Consumer confidence "more bad" in June
Tuesday, June 30, 2009
Financial markets are reacting rather poorly to the first "more bad" report in months on consumer confidence from the Conference Board. Usually cheery Econoday notes that the "consumer sector appears to have crumbled in June" after the one-two punch of sagging consumer confidence and a disappointing report on chain-store sales.
The consumer confidence index dropped some ten percent, from 54.9 in May to 49.3 in June, news that came as a surprise to analysts who were looking for further improvement as rising unemployment and rising gasoline prices continue to take their toll.
2 comments:
and those consumer confidence numbers are "dead nuts" - just like all the rest of the numbers that come out every month
It is simply amazing how the Conference Board's numbers are derided because they are weighted more by employment than by the performance of equities as with the Univ. of Michigan's numbers. After all some say, everyone knows that employment is a lagging indicator.

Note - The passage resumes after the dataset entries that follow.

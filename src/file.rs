// Copyright (c) 2024-present, fjall-rs
// This source code is licensed under both the Apache 2.0 and MIT License
// (found in the LICENSE-* files in the repository)

use std::path::{Path, PathBuf};

/// Subfolder of the tree folder that holds the disk runs
pub const RUNS_FOLDER: &str = "runs";

/// Extension of a disk run file
pub const RUN_FILE_EXTENSION: &str = "run";

/// Returns the name of the file backing a disk run
///
/// A run's identity is derived from its level and its slot in that level,
/// so the file needs to be renamed whenever the slot changes.
#[must_use]
pub fn run_file_name(level: usize, ordinal: usize) -> String {
    format!("C_{level}_{ordinal}.{RUN_FILE_EXTENSION}")
}

/// Returns the path of the file backing a disk run
pub fn run_file_path<P: AsRef<Path>>(folder: P, level: usize, ordinal: usize) -> PathBuf {
    folder.as_ref().join(run_file_name(level, ordinal))
}
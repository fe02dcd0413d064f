// Copyright (c) 2024-present, fjall-rs
// This source code is licensed under both the Apache 2.0 and MIT License
// (found in the LICENSE-* files in the repository)

use crate::serde::{DeserializeError, SerializeError};

/// Represents errors that can occur in the storage engine
#[derive(Debug)]
pub enum Error {
    /// I/O error
    Io(std::io::Error),

    /// Serialization failed
    Serialize(SerializeError),

    /// Deserialization failed
    Deserialize(DeserializeError),

    /// A background compaction failed earlier, the tree cannot make progress anymore
    Poisoned,

    /// The background compaction thread panicked
    CompactionPanicked,
}

impl std::fmt::Display for Error {
    fn fmt(&self, f: &mut std::fmt::Formatter<'_>) -> std::fmt::Result {
        write!(f, "TierKvError: {self:?}")
    }
}

impl std::error::Error for Error {
    fn source(&self) -> Option<&(dyn std::error::Error + 'static)> {
        match self {
            Self::Io(e) => Some(e),
            _ => None,
        }
    }
}

impl From<std::io::Error> for Error {
    fn from(value: std::io::Error) -> Self {
        Self::Io(value)
    }
}

impl From<SerializeError> for Error {
    fn from(value: SerializeError) -> Self {
        Self::Serialize(value)
    }
}

impl From<DeserializeError> for Error {
    fn from(value: DeserializeError) -> Self {
        Self::Deserialize(value)
    }
}

/// Tree result
pub type Result<T> = std::result::Result<T, Error>;
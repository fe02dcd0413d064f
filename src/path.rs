// Copyright (c) 2024-present, fjall-rs
// This source code is licensed under both the Apache 2.0 and MIT License
// (found in the LICENSE-* files in the repository)

use path_absolutize::Absolutize;
use std::path::{Path, PathBuf};

/// Resolves the tree folder against the current working directory,
/// so a later change of directory cannot move the run files.
#[allow(clippy::module_name_repetitions)]
pub fn absolute_path(path: &Path) -> PathBuf {
    // NOTE: Only fails if the current directory cannot be read,
    // not much we can do about it
    #[allow(clippy::expect_used)]
    path.absolutize()
        .expect("should be absolute path")
        .into_owned()
}
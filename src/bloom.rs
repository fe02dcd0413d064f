// Copyright (c) 2024-present, fjall-rs
// This source code is licensed under both the Apache 2.0 and MIT License
// (found in the LICENSE-* files in the repository)

use crate::UserKey;
use bit_vec::BitVec;
use xxhash_rust::xxh3::xxh3_128;

/// Probabilistic set of keys, used to skip disk runs that definitely
/// do not contain a key
///
/// Uses double hashing over the two halves of a 128-bit hash,
/// so only one hash computation is needed per key.
#[allow(clippy::module_name_repetitions)]
#[derive(Debug)]
pub struct BloomFilter {
    /// Raw bytes exposed as bit field
    inner: BitVec,

    /// Bit count
    m: usize,

    /// Number of hash functions
    k: usize,
}

impl BloomFilter {
    /// Creates an empty filter sized for `item_count` keys at the given false positive rate.
    ///
    /// # Panics
    ///
    /// Panics if the false positive rate is not in (0, 1).
    #[allow(
        clippy::cast_precision_loss,
        clippy::cast_possible_truncation,
        clippy::cast_sign_loss
    )]
    pub fn with_fp_rate(item_count: usize, fp_rate: f64) -> Self {
        assert!(fp_rate > 0.0 && fp_rate < 1.0, "fp rate should be in (0, 1)");

        let bits_per_key = -1.44 * fp_rate.log2();

        // NOTE: Some sensible minimum
        let m = (((item_count.max(1) as f64) * bits_per_key).ceil() as usize).max(64);

        let k = ((bits_per_key * std::f64::consts::LN_2).ceil() as usize).max(1);

        Self {
            inner: BitVec::from_elem(m, false),
            m,
            k,
        }
    }

    fn split_hash(key: UserKey) -> (u64, u64) {
        let h = xxh3_128(&key.to_be_bytes());

        // NOTE: Truncation is intended, we split the hash into two halves
        #[allow(clippy::cast_possible_truncation)]
        ((h >> 64) as u64, h as u64)
    }

    fn positions(&self, key: UserKey) -> impl Iterator<Item = usize> {
        let (h1, h2) = Self::split_hash(key);
        let m = self.m as u64;

        (0..self.k as u64).map(move |i| {
            // NOTE: The position is < m, which is a usize
            #[allow(clippy::cast_possible_truncation)]
            {
                (h1.wrapping_add(i.wrapping_mul(h2)) % m) as usize
            }
        })
    }

    /// Adds a key to the filter.
    pub fn insert(&mut self, key: UserKey) {
        for idx in self.positions(key) {
            self.inner.set(idx, true);
        }
    }

    /// Returns `false` if the key is definitely not contained.
    ///
    /// Will never have a false negative.
    #[must_use]
    pub fn contains(&self, key: UserKey) -> bool {
        self.positions(key)
            .all(|idx| self.inner.get(idx).unwrap_or_default())
    }
}

#[cfg(test)]
mod tests {
    use super::*;
    use test_log::test;

    #[test]
    fn bloom_no_false_negatives() {
        let mut filter = BloomFilter::with_fp_rate(1_000, 0.01);

        for key in 0..1_000 {
            filter.insert(key * 7);
        }

        for key in 0..1_000 {
            assert!(filter.contains(key * 7));
        }
    }

    #[test]
    fn bloom_empty_contains_nothing() {
        let filter = BloomFilter::with_fp_rate(0, 0.01);

        assert_eq!(64, filter.m);
        assert!((-100..100).all(|key| !filter.contains(key)));
    }

    #[test]
    fn bloom_fp_rate_roughly_holds() {
        let mut filter = BloomFilter::with_fp_rate(10_000, 0.01);

        for key in 0..10_000 {
            filter.insert(key);
        }

        let false_positives = (10_000..20_000).filter(|&k| filter.contains(k)).count();

        // 1% target, leave plenty of slack
        assert!(false_positives < 500, "too many false positives: {false_positives}");
    }
}
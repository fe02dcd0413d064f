// Copyright (c) 2024-present, fjall-rs
// This source code is licensed under both the Apache 2.0 and MIT License
// (found in the LICENSE-* files in the repository)

use crate::{
    file::run_file_path,
    merge::{BoxedIterator, MergeIterator},
    run::{
        writer::{Options as WriterOptions, Writer},
        DiskRun,
    },
    UserKey, UserValue, Value,
};
use std::path::PathBuf;

/// Shape of a level
#[derive(Clone, Debug)]
pub struct Options {
    /// Folder of the run files
    pub folder: PathBuf,

    /// Distance from the buffer (1-indexed)
    pub level: usize,

    /// Maximum amount of entries per run
    pub run_size: usize,

    /// Amount of run slots
    pub num_runs: usize,

    /// Amount of (oldest) runs consumed per merge into the next level
    pub merge_size: usize,

    /// Entries per fence pointer page
    pub page_size: usize,

    pub bloom_fp_rate: Option<f64>,
}

/// One tier of the disk hierarchy
///
/// Holds up to `num_runs` runs. Occupied slots are always the lowest ordinals,
/// and a higher ordinal means a more recently written run.
///
/// Free slots have no backing file; a run (and its file) is created
/// when its slot is written.
pub struct DiskLevel {
    opts: Options,

    /// Occupied slots, ordinal == position
    runs: Vec<DiskRun>,
}

impl DiskLevel {
    /// Creates an empty level.
    ///
    /// # Panics
    ///
    /// Panics if the merge size is 0 or larger than the amount of slots.
    pub fn new(opts: Options) -> Self {
        assert!(opts.num_runs > 0, "level needs at least one run slot");
        assert!(
            opts.merge_size > 0 && opts.merge_size <= opts.num_runs,
            "merge size should be in 1..=num_runs"
        );
        assert!(opts.run_size > 0, "run size should be > 0");

        Self {
            runs: Vec::with_capacity(opts.num_runs),
            opts,
        }
    }

    pub fn level(&self) -> usize {
        self.opts.level
    }

    pub fn run_size(&self) -> usize {
        self.opts.run_size
    }

    pub fn merge_size(&self) -> usize {
        self.opts.merge_size
    }

    pub fn num_runs(&self) -> usize {
        self.opts.num_runs
    }

    /// Amount of occupied slots
    pub fn active_runs(&self) -> usize {
        self.runs.len()
    }

    pub fn is_full(&self) -> bool {
        self.runs.len() == self.opts.num_runs
    }

    pub fn is_empty(&self) -> bool {
        self.runs.is_empty()
    }

    /// Amount of entries in all runs, including tombstones
    pub fn len(&self) -> usize {
        self.runs.iter().map(DiskRun::len).sum()
    }

    fn create_writer(&self, capacity: usize) -> crate::Result<Writer> {
        let ordinal = self.runs.len();

        Writer::new(WriterOptions {
            path: run_file_path(&self.opts.folder, self.opts.level, ordinal),
            level: self.opts.level,
            ordinal,
            capacity,
            page_size: self.opts.page_size,
            bloom_fp_rate: self.opts.bloom_fp_rate,
        })
    }

    fn push_run(&mut self, run: Option<DiskRun>) {
        if let Some(run) = run {
            log::debug!("level {}: added {run:?}", self.opts.level);
            self.runs.push(run);
        } else {
            log::debug!(
                "level {}: merge produced no entries, slot stays free",
                self.opts.level
            );
        }
    }

    /// Writes a pre-sorted array into the next free slot.
    ///
    /// # Panics
    ///
    /// Panics if the level is full or the array exceeds the run size.
    pub fn add_run_from_sorted(&mut self, items: &[Value]) -> crate::Result<()> {
        assert!(!self.is_full(), "level {} is full", self.opts.level);
        assert!(
            items.len() <= self.opts.run_size,
            "run of {} items exceeds run size {}",
            items.len(),
            self.opts.run_size
        );

        if items.is_empty() {
            return Ok(());
        }

        let mut writer = self.create_writer(items.len())?;
        writer.write_sorted(items)?;
        let run = writer.finish()?;
        self.push_run(run);

        Ok(())
    }

    /// Returns the oldest `merge_size` runs, which are the next to be merged into the following level.
    ///
    /// # Panics
    ///
    /// Panics if fewer runs are occupied.
    pub fn runs_to_merge(&self) -> &[DiskRun] {
        assert!(
            self.runs.len() >= self.opts.merge_size,
            "not enough runs to merge"
        );
        let (to_merge, _) = self.runs.split_at(self.opts.merge_size);
        to_merge
    }

    /// K-way merges the given runs into the next free slot.
    ///
    /// The runs need to be ordered oldest first, see [`MergeIterator`].
    /// Tombstones are dropped if `is_last_level` is set.
    ///
    /// # Panics
    ///
    /// Panics if the level is full, or the merged runs could exceed the run size.
    pub fn add_runs(&mut self, sources: &[DiskRun], is_last_level: bool) -> crate::Result<()> {
        assert!(!self.is_full(), "level {} is full", self.opts.level);

        let capacity = sources.iter().map(DiskRun::len).sum::<usize>();
        assert!(
            capacity <= self.opts.run_size,
            "merged runs may exceed run size of level {}",
            self.opts.level
        );

        log::debug!(
            "level {}: merging {} runs ({capacity} items) into slot {}, evict tombstones: {is_last_level}",
            self.opts.level,
            sources.len(),
            self.runs.len(),
        );

        if capacity == 0 {
            return Ok(());
        }

        let iterators = sources
            .iter()
            .map(|run| Box::new(run.iter()) as BoxedIterator<'_>)
            .collect::<Vec<_>>();

        let merge_iter = MergeIterator::new(iterators).evict_tombstones(is_last_level);

        let mut writer = self.create_writer(capacity)?;
        for item in merge_iter {
            writer.write(item?)?;
        }
        let run = writer.finish()?;
        self.push_run(run);

        Ok(())
    }

    /// Deletes the oldest `merge_size` runs and moves the remaining runs down,
    /// renaming their files to match their new slots.
    pub fn free_merged_runs(&mut self) -> crate::Result<()> {
        assert!(
            self.runs.len() >= self.opts.merge_size,
            "not enough runs to free"
        );

        let freed = self.runs.drain(..self.opts.merge_size).count();
        assert_eq!(freed, self.opts.merge_size, "merge count mismatch");

        for (ordinal, run) in self.runs.iter_mut().enumerate() {
            run.set_ordinal(ordinal)?;
        }

        log::debug!(
            "level {}: freed {freed} runs, {} remain",
            self.opts.level,
            self.runs.len()
        );

        Ok(())
    }

    /// Returns the newest stored value (which may be a tombstone) of the key.
    pub fn get(&self, key: UserKey) -> crate::Result<Option<UserValue>> {
        for run in self.runs.iter().rev() {
            if !run.key_range_contains(key) {
                continue;
            }

            if let Some(value) = run.get(key)? {
                return Ok(Some(value));
            }
        }

        Ok(None)
    }

    /// Collects `[lo, hi)` per run, newest run first.
    pub fn range(&self, lo: UserKey, hi: UserKey) -> crate::Result<Vec<Vec<Value>>> {
        let mut output = Vec::new();

        for run in self.runs.iter().rev() {
            let span = run.range(lo, hi)?;
            if !span.is_empty() {
                output.push(run.entries(span)?);
            }
        }

        Ok(output)
    }

    /// Entries of every run, in slot order (oldest first).
    pub fn entries(&self) -> crate::Result<Vec<Vec<Value>>> {
        self.runs.iter().map(|run| run.entries(0..run.len())).collect()
    }
}

#[cfg(test)]
mod tests {
    use super::*;
    use crate::TOMBSTONE;
    use test_log::test;

    fn opts(folder: &std::path::Path, level: usize, run_size: usize) -> Options {
        Options {
            folder: folder.to_path_buf(),
            level,
            run_size,
            num_runs: 3,
            merge_size: 2,
            page_size: 4,
            bloom_fp_rate: Some(0.01),
        }
    }

    fn sorted(keys: std::ops::Range<i64>, value: i64) -> Vec<Value> {
        keys.map(|k| Value::new(k, value)).collect()
    }

    #[test]
    fn level_fills_slots_in_order() -> crate::Result<()> {
        let folder = tempfile::tempdir()?;
        let mut level = DiskLevel::new(opts(folder.path(), 1, 10));

        assert!(level.is_empty());

        for i in 0..3 {
            level.add_run_from_sorted(&sorted(i * 10..i * 10 + 10, i))?;
        }

        assert!(level.is_full());
        assert_eq!(30, level.len());

        for ordinal in 0..3 {
            assert!(run_file_path(folder.path(), 1, ordinal).try_exists()?);
        }

        Ok(())
    }

    #[test]
    fn level_lookup_newest_run_first() -> crate::Result<()> {
        let folder = tempfile::tempdir()?;
        let mut level = DiskLevel::new(opts(folder.path(), 1, 10));

        level.add_run_from_sorted(&sorted(0..10, 1))?;
        level.add_run_from_sorted(&sorted(5..15, 2))?;

        assert_eq!(Some(1), level.get(0)?);
        assert_eq!(Some(2), level.get(5)?);
        assert_eq!(Some(2), level.get(14)?);
        assert_eq!(None, level.get(15)?);

        Ok(())
    }

    #[test]
    fn level_merge_and_free() -> crate::Result<()> {
        let folder = tempfile::tempdir()?;

        let mut upper = DiskLevel::new(opts(folder.path(), 1, 10));
        let mut lower = DiskLevel::new(opts(folder.path(), 2, 20));

        upper.add_run_from_sorted(&sorted(0..10, 1))?;
        upper.add_run_from_sorted(&sorted(5..15, 2))?;
        upper.add_run_from_sorted(&sorted(100..110, 3))?;

        lower.add_runs(upper.runs_to_merge(), false)?;
        upper.free_merged_runs()?;

        assert_eq!(1, lower.active_runs());
        assert_eq!(15, lower.len());
        assert_eq!(Some(1), lower.get(4)?);
        assert_eq!(Some(2), lower.get(5)?);

        // The remaining run moved to slot 0
        assert_eq!(1, upper.active_runs());
        assert!(run_file_path(folder.path(), 1, 0).try_exists()?);
        assert!(!run_file_path(folder.path(), 1, 1).try_exists()?);
        assert!(!run_file_path(folder.path(), 1, 2).try_exists()?);
        assert_eq!(Some(3), upper.get(100)?);

        Ok(())
    }

    #[test]
    fn level_merge_drops_tombstones_on_last_level() -> crate::Result<()> {
        let folder = tempfile::tempdir()?;

        let mut upper = DiskLevel::new(opts(folder.path(), 1, 10));
        let mut lower = DiskLevel::new(opts(folder.path(), 2, 20));

        upper.add_run_from_sorted(&sorted(0..4, 1))?;
        upper.add_run_from_sorted(&[Value::new_tombstone(1), Value::new_tombstone(9)])?;

        lower.add_runs(upper.runs_to_merge(), true)?;
        upper.free_merged_runs()?;

        let entries = lower.entries()?.concat();
        assert!(entries.iter().all(|v| v.value != TOMBSTONE));
        assert_eq!(
            vec![Value::new(0, 1), Value::new(2, 1), Value::new(3, 1)],
            entries
        );

        Ok(())
    }

    #[test]
    fn level_merge_of_only_tombstones_leaves_slot_free() -> crate::Result<()> {
        let folder = tempfile::tempdir()?;

        let mut upper = DiskLevel::new(opts(folder.path(), 1, 10));
        let mut lower = DiskLevel::new(opts(folder.path(), 2, 20));

        upper.add_run_from_sorted(&[Value::new_tombstone(1)])?;
        upper.add_run_from_sorted(&[Value::new_tombstone(2)])?;

        lower.add_runs(upper.runs_to_merge(), true)?;
        upper.free_merged_runs()?;

        assert!(lower.is_empty());
        assert!(upper.is_empty());
        assert!(!run_file_path(folder.path(), 2, 0).try_exists()?);

        Ok(())
    }

    #[test]
    fn level_range_newest_first() -> crate::Result<()> {
        let folder = tempfile::tempdir()?;
        let mut level = DiskLevel::new(opts(folder.path(), 1, 10));

        level.add_run_from_sorted(&sorted(0..10, 1))?;
        level.add_run_from_sorted(&sorted(8..12, 2))?;

        let ranges = level.range(7, 9)?;
        assert_eq!(
            vec![
                vec![Value::new(8, 2)],
                vec![Value::new(7, 1), Value::new(8, 1)]
            ],
            ranges
        );

        Ok(())
    }

    #[test]
    #[should_panic(expected = "is full")]
    fn level_rejects_write_when_full() {
        let folder = tempfile::tempdir().expect("should create folder");
        let mut level = DiskLevel::new(opts(folder.path(), 1, 10));

        for i in 0..4 {
            level
                .add_run_from_sorted(&sorted(0..1, i))
                .expect("should write");
        }
    }
}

All I care to say to such opinion is, sure it is. It lags consumer spending (chain stores), residential real estate (prime mortgage defaults, jumbo implosion & Alt A nightmares) and consumer credit (strike that, I mean debt). If 18.1% drop in Case-Shiller in one of the best 3 months of RRE sales is a triamph then I hesitate to see what more bad come winter may reflect or how a rapid rise to a 12% savings rate could impact chain store sales and the results from overstock.com during the upcoming holiday sales period, especially after the smashing success this summer sales season has been!
And just think of it, this is the best that our government and markets can produce in the effort to restore confidence without reestablishing trustworthiness first. After all, everyone knows that any attempt to restore confidence without restoring trustworthiness makes the efforts at restoring confidence a confidence game.